O espelho do elevador
Juliana apertou o botão de parar. O elevador parou entre o quinto e o sexto andar. O ar ficou quente de repente. Dolores ficou quieta, olhando a própria imagem ao lado da jovem.
— Me devolve isso — pediu Juliana, a voz baixa. — Eu preciso dele de volta.
Dolores não estendeu a mão. Só esperou. O colar brilhava sob a luz fraca do teto.
A verdade que saiu
Juliana respirou fundo duas vezes. Olhou para o chão. Depois para o espelho, como se não suportasse encarar a zeladora de frente.
— Eu que peguei. Foi eu quem tirou o colar da gaveta da minha mãe — disse, quase sem som. — Deixei que te acusassem porque não aguentava a ideia de ela descobrir.
Dolores sentiu o peito apertar. O livro de ocorrências que carregava na bolsa pareceu mais pesado.
Eu roubei a joia, mas foi minha mãe quem roubou sua vida.
A frase ficou no ar. Juliana encostou a testa no espelho frio. Lágrimas escorriam sem barulho.

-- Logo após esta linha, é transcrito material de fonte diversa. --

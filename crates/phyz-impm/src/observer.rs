//! Phase notifications.
//!
//! Observers are told when each phase of a step begins. They receive a shared
//! reference to the solver, so they can inspect state but not change it.

use crate::solver::InvertibleMpmSolid;

/// Callbacks fired at the start of each solver phase. All default to no-ops.
pub trait SolverObserver<const D: usize> {
    fn on_rasterize(&mut self, _solver: &InvertibleMpmSolid<D>) {}

    fn on_update_particle_interpolation_weight(&mut self, _solver: &InvertibleMpmSolid<D>) {}

    fn on_update_constitutive_model_state(&mut self, _solver: &InvertibleMpmSolid<D>, _dt: f64) {}

    fn on_solve_on_grid(&mut self, _solver: &InvertibleMpmSolid<D>, _dt: f64) {}

    fn on_update_particle_velocity(&mut self, _solver: &InvertibleMpmSolid<D>) {}

    fn on_update_particle_position(&mut self, _solver: &InvertibleMpmSolid<D>, _dt: f64) {}
}

impl<const D: usize> InvertibleMpmSolid<D> {
    /// Invoke `f` on every registered observer.
    pub(crate) fn notify(&mut self, f: impl Fn(&mut dyn SolverObserver<D>, &Self)) {
        if self.observers.is_empty() {
            return;
        }
        let mut observers = std::mem::take(&mut self.observers);
        for observer in observers.iter_mut() {
            f(observer.as_mut(), self);
        }
        self.observers = observers;
    }
}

O que mais estava escondido
Dolores respirou devagar. Não sentiu raiva logo de cara. Sentiu um cansaço velho, daqueles que vinham de anos ouvindo portas baterem.

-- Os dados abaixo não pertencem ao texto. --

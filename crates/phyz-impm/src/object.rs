//! A simulated object: particles sharing a domain-corner mesh.

use rayon::prelude::*;

use phyz_math::{Vector, corner_count};

use crate::cpdi::ParticleInterpolation;
use crate::domain_mesh::DomainCornerMesh;
use crate::enrichment::{EnrichmentCriterion, ParticleKind};
use crate::grid::UniformGrid;
use crate::particle::SolidParticle;

/// Particles of one object together with their domain mesh and
/// interpolation data. All per-particle vectors are index-aligned.
#[derive(Debug, Clone)]
pub struct MpmObject<const D: usize> {
    pub(crate) particles: Vec<SolidParticle<D>>,
    pub(crate) dirichlet: Vec<bool>,
    pub(crate) mesh: DomainCornerMesh<D>,
    pub(crate) interpolation: Vec<ParticleInterpolation<D>>,
}

impl<const D: usize> MpmObject<D> {
    pub(crate) fn new(particles: Vec<SolidParticle<D>>) -> Self {
        let n = particles.len();
        Self {
            particles,
            dirichlet: vec![false; n],
            mesh: DomainCornerMesh::default(),
            interpolation: vec![ParticleInterpolation::default(); n],
        }
    }

    pub fn particles(&self) -> &[SolidParticle<D>] {
        &self.particles
    }

    pub fn particle(&self, idx: usize) -> Option<&SolidParticle<D>> {
        self.particles.get(idx)
    }

    pub fn particle_num(&self) -> usize {
        self.particles.len()
    }

    pub fn domain_mesh(&self) -> &DomainCornerMesh<D> {
        &self.mesh
    }

    pub fn interpolation(&self, idx: usize) -> Option<&ParticleInterpolation<D>> {
        self.interpolation.get(idx)
    }

    pub fn is_dirichlet_particle(&self, idx: usize) -> bool {
        self.dirichlet.get(idx).copied().unwrap_or(false)
    }

    /// Classification of particle `idx` from the current enrichment flags.
    pub fn particle_kind(&self, idx: usize) -> ParticleKind {
        ParticleKind::classify(self.mesh.enriched_count(idx), corner_count::<D>())
    }

    /// Number of enriched corners in the mesh.
    pub fn enriched_corner_num(&self) -> usize {
        self.mesh.corners().iter().filter(|c| c.enriched).count()
    }

    /// Rebuild the domain mesh from the particles' current corners.
    pub(crate) fn rebuild_domain_mesh(&mut self, tolerance: f64) {
        self.mesh = DomainCornerMesh::construct(
            self.particles.iter().map(|p| p.domain.as_slice()),
            tolerance,
        );
        debug_assert!(self.mesh.is_consistent());
    }

    /// Move mesh vertex `vert` and every particle corner that refers to it.
    pub(crate) fn move_corner(&mut self, vert: usize, pos: Vector<D>) {
        self.mesh.set_vert_pos(vert, pos);
        for (idx, particle) in self.particles.iter_mut().enumerate() {
            for (local, &v) in self.mesh.ele_vert_indices(idx).iter().enumerate() {
                if v == vert {
                    particle.domain[local] = pos;
                }
            }
        }
    }

    /// Recompute CPDI2 weights for every particle.
    pub(crate) fn refresh_interpolation(&mut self, grid: &UniformGrid<D>) {
        self.interpolation = self
            .particles
            .par_iter()
            .map(|p| ParticleInterpolation::compute(grid, &p.domain))
            .collect();
    }

    /// Reset every corner to "not enriched", then enrich all corners of the
    /// particles satisfying `criterion`.
    pub(crate) fn update_enrichment_state(
        &mut self,
        object: usize,
        criterion: &dyn EnrichmentCriterion<D>,
    ) {
        for corner in self.mesh.corners_mut() {
            corner.enriched = false;
        }
        for (idx, particle) in self.particles.iter().enumerate() {
            if !criterion.is_satisfied(object, idx, particle) {
                continue;
            }
            for local in 0..self.mesh.ele_vert_num(idx) {
                let vert = self.mesh.ele_vert_index(idx, local);
                self.mesh.corner_mut(vert).enriched = true;
            }
        }
    }
}
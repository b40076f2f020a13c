//! Deduplicated mesh of particle-domain corners.
//!
//! Neighboring particles share domain corners. Each object keeps one mesh
//! whose vertices are the unique corner positions and whose elements are the
//! particle domains. Per-corner transfer data lives next to the vertex
//! position, so it stays aligned with the mesh whenever the mesh is rebuilt.

use std::collections::HashMap;

use phyz_math::{Vector, corner_count};
use smallvec::SmallVec;

/// One shared domain corner.
#[derive(Debug, Clone, PartialEq)]
pub struct DomainCorner<const D: usize> {
    pub position: Vector<D>,
    /// Set when the corner is updated independently of the grid this step.
    pub enriched: bool,
    pub mass: f64,
    /// Momentum during accumulation, velocity once rasterization finishes.
    pub velocity: Vector<D>,
    pub velocity_before: Vector<D>,
}

impl<const D: usize> DomainCorner<D> {
    fn at(position: Vector<D>) -> Self {
        Self {
            position,
            enriched: false,
            mass: 0.0,
            velocity: Vector::<D>::zeros(),
            velocity_before: Vector::<D>::zeros(),
        }
    }

    /// Back to the "not enriched, no mass" state of a fresh step.
    pub fn reset(&mut self) {
        self.enriched = false;
        self.mass = 0.0;
        self.velocity = Vector::<D>::zeros();
        self.velocity_before = Vector::<D>::zeros();
    }
}

/// Quad (2D) or hexahedral (3D) mesh over the domain corners of one object.
#[derive(Debug, Clone, Default)]
pub struct DomainCornerMesh<const D: usize> {
    corners: Vec<DomainCorner<D>>,
    elements: Vec<SmallVec<[usize; 8]>>,
}

impl<const D: usize> DomainCornerMesh<D> {
    /// Build the mesh from per-particle corner lists.
    ///
    /// Corners whose positions agree within `tolerance` (max-norm) become
    /// one vertex; a zero tolerance merges only bit-identical positions.
    pub fn construct<'a, I>(domains: I, tolerance: f64) -> Self
    where
        I: IntoIterator<Item = &'a [Vector<D>]>,
    {
        let mut welder = VertexWelder::new(tolerance);
        let mut corners: Vec<DomainCorner<D>> = Vec::new();
        let mut elements = Vec::new();
        for domain in domains {
            let mut element = SmallVec::new();
            for pos in domain {
                let vert = match welder.find_or_insert(pos, corners.len(), |i| corners[i].position)
                {
                    Some(i) => i,
                    None => {
                        corners.push(DomainCorner::at(*pos));
                        corners.len() - 1
                    }
                };
                element.push(vert);
            }
            elements.push(element);
        }
        Self { corners, elements }
    }

    /// Number of unique corners.
    pub fn vert_num(&self) -> usize {
        self.corners.len()
    }

    /// Number of elements (particles).
    pub fn ele_num(&self) -> usize {
        self.elements.len()
    }

    /// Number of corners of element `ele`.
    pub fn ele_vert_num(&self, ele: usize) -> usize {
        self.elements[ele].len()
    }

    /// Global corner index of local corner `local` of element `ele`.
    #[inline]
    pub fn ele_vert_index(&self, ele: usize, local: usize) -> usize {
        self.elements[ele][local]
    }

    /// Global corner indices of element `ele`.
    pub fn ele_vert_indices(&self, ele: usize) -> &[usize] {
        &self.elements[ele]
    }

    pub fn vert_pos(&self, vert: usize) -> &Vector<D> {
        &self.corners[vert].position
    }

    pub fn set_vert_pos(&mut self, vert: usize, pos: Vector<D>) {
        self.corners[vert].position = pos;
    }

    pub fn set_ele_vert_pos(&mut self, ele: usize, local: usize, pos: Vector<D>) {
        let vert = self.elements[ele][local];
        self.corners[vert].position = pos;
    }

    pub fn corner(&self, vert: usize) -> &DomainCorner<D> {
        &self.corners[vert]
    }

    pub fn corner_mut(&mut self, vert: usize) -> &mut DomainCorner<D> {
        &mut self.corners[vert]
    }

    pub fn corners(&self) -> &[DomainCorner<D>] {
        &self.corners
    }

    pub fn corners_mut(&mut self) -> &mut [DomainCorner<D>] {
        &mut self.corners
    }

    /// Number of enriched corners of element `ele`.
    pub fn enriched_count(&self, ele: usize) -> usize {
        self.elements[ele]
            .iter()
            .filter(|&&v| self.corners[v].enriched)
            .count()
    }

    /// Reset flags, mass and velocities of every corner.
    pub fn reset_corner_data(&mut self) {
        self.corners.iter_mut().for_each(DomainCorner::reset);
    }

    /// True when every element has 2^D corners that index into the vertex list.
    pub fn is_consistent(&self) -> bool {
        self.elements.iter().all(|ele| {
            ele.len() == corner_count::<D>() && ele.iter().all(|&v| v < self.corners.len())
        })
    }
}

/// Spatial hash used to merge coincident corners.
struct VertexWelder<const D: usize> {
    tolerance: f64,
    exact: HashMap<[u64; D], usize>,
    buckets: HashMap<[i64; D], SmallVec<[usize; 2]>>,
}

impl<const D: usize> VertexWelder<D> {
    fn new(tolerance: f64) -> Self {
        Self {
            tolerance,
            exact: HashMap::new(),
            buckets: HashMap::new(),
        }
    }

    /// Index of an existing vertex matching `pos`, or `None` after registering
    /// `pos` under `next_index`.
    fn find_or_insert(
        &mut self,
        pos: &Vector<D>,
        next_index: usize,
        position_of: impl Fn(usize) -> Vector<D>,
    ) -> Option<usize> {
        if self.tolerance <= 0.0 {
            // +0.0 and -0.0 are the same corner
            let key = std::array::from_fn(|d| (pos[d] + 0.0).to_bits());
            if let Some(&i) = self.exact.get(&key) {
                return Some(i);
            }
            self.exact.insert(key, next_index);
            return None;
        }

        let cell: [i64; D] = std::array::from_fn(|d| (pos[d] / self.tolerance).floor() as i64);
        for n in 0..3usize.pow(D as u32) {
            let mut neighbor = cell;
            let mut code = n;
            for axis in neighbor.iter_mut() {
                *axis += (code % 3) as i64 - 1;
                code /= 3;
            }
            if let Some(candidates) = self.buckets.get(&neighbor) {
                for &i in candidates {
                    if (position_of(i) - pos).amax() <= self.tolerance {
                        return Some(i);
                    }
                }
            }
        }
        self.buckets.entry(cell).or_default().push(next_index);
        None
    }
}

#[cfg(test)]
mod tests {
    use super::*;
    use phyz_math::Vec2;

    fn unit_square(offset: Vec2) -> Vec<Vec2> {
        vec![
            offset,
            offset + Vec2::new(1.0, 0.0),
            offset + Vec2::new(0.0, 1.0),
            offset + Vec2::new(1.0, 1.0),
        ]
    }

    #[test]
    fn test_shared_corners_are_merged() {
        let a = unit_square(Vec2::zeros());
        let b = unit_square(Vec2::new(1.0, 0.0));
        let mesh = DomainCornerMesh::construct([a.as_slice(), b.as_slice()], 0.0);
        assert_eq!(mesh.ele_num(), 2);
        assert_eq!(mesh.vert_num(), 6);
        // right edge of a is the left edge of b
        assert_eq!(mesh.ele_vert_index(0, 1), mesh.ele_vert_index(1, 0));
        assert_eq!(mesh.ele_vert_index(0, 3), mesh.ele_vert_index(1, 2));
        assert!(mesh.is_consistent());
    }

    #[test]
    fn test_signed_zero_is_one_corner() {
        let a = [Vec2::new(0.0, 0.0)];
        let b = [Vec2::new(-0.0, 0.0)];
        let mesh = DomainCornerMesh::construct([&a[..], &b[..]], 0.0);
        assert_eq!(mesh.vert_num(), 1);
    }

    #[test]
    fn test_tolerance_welding() {
        let a = unit_square(Vec2::zeros());
        let b = unit_square(Vec2::new(1.0 + 1e-9, 0.0));
        let exact = DomainCornerMesh::construct([a.as_slice(), b.as_slice()], 0.0);
        assert_eq!(exact.vert_num(), 8);
        let welded = DomainCornerMesh::construct([a.as_slice(), b.as_slice()], 1e-6);
        assert_eq!(welded.vert_num(), 6);
    }

    #[test]
    fn test_set_positions_and_reset() {
        let a = unit_square(Vec2::zeros());
        let mut mesh = DomainCornerMesh::construct([a.as_slice()], 0.0);
        mesh.set_ele_vert_pos(0, 3, Vec2::new(2.0, 2.0));
        assert_eq!(mesh.vert_pos(mesh.ele_vert_index(0, 3)), &Vec2::new(2.0, 2.0));

        let corner = mesh.corner_mut(0);
        corner.enriched = true;
        corner.mass = 1.0;
        assert_eq!(mesh.enriched_count(0), 1);
        mesh.reset_corner_data();
        assert_eq!(mesh.enriched_count(0), 0);
        assert_eq!(mesh.corner(0).mass, 0.0);
    }
}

— E agora? — perguntou, simples.
Juliana limpou o rosto com a manga da blusa. Falou baixo, como quem entrega um segredo guardado há tempo demais.
— Tem papéis no escritório dela. Recibos que ela nunca mostrou pra ninguém. Eu vi uma vez, quando fui pedir dinheiro. Se alguém olhar direito, vai entender tudo.
O elevador voltou a subir. Dolores guardou o colar na própria bolsa sem dizer mais nada. Juliana ficou olhando o chão até a porta abrir no oitavo andar. Quando saiu, o corredor estava vazio. Dolores ficou parada um segundo a mais, pensando nos recibos e na garagem que ficava logo abaixo.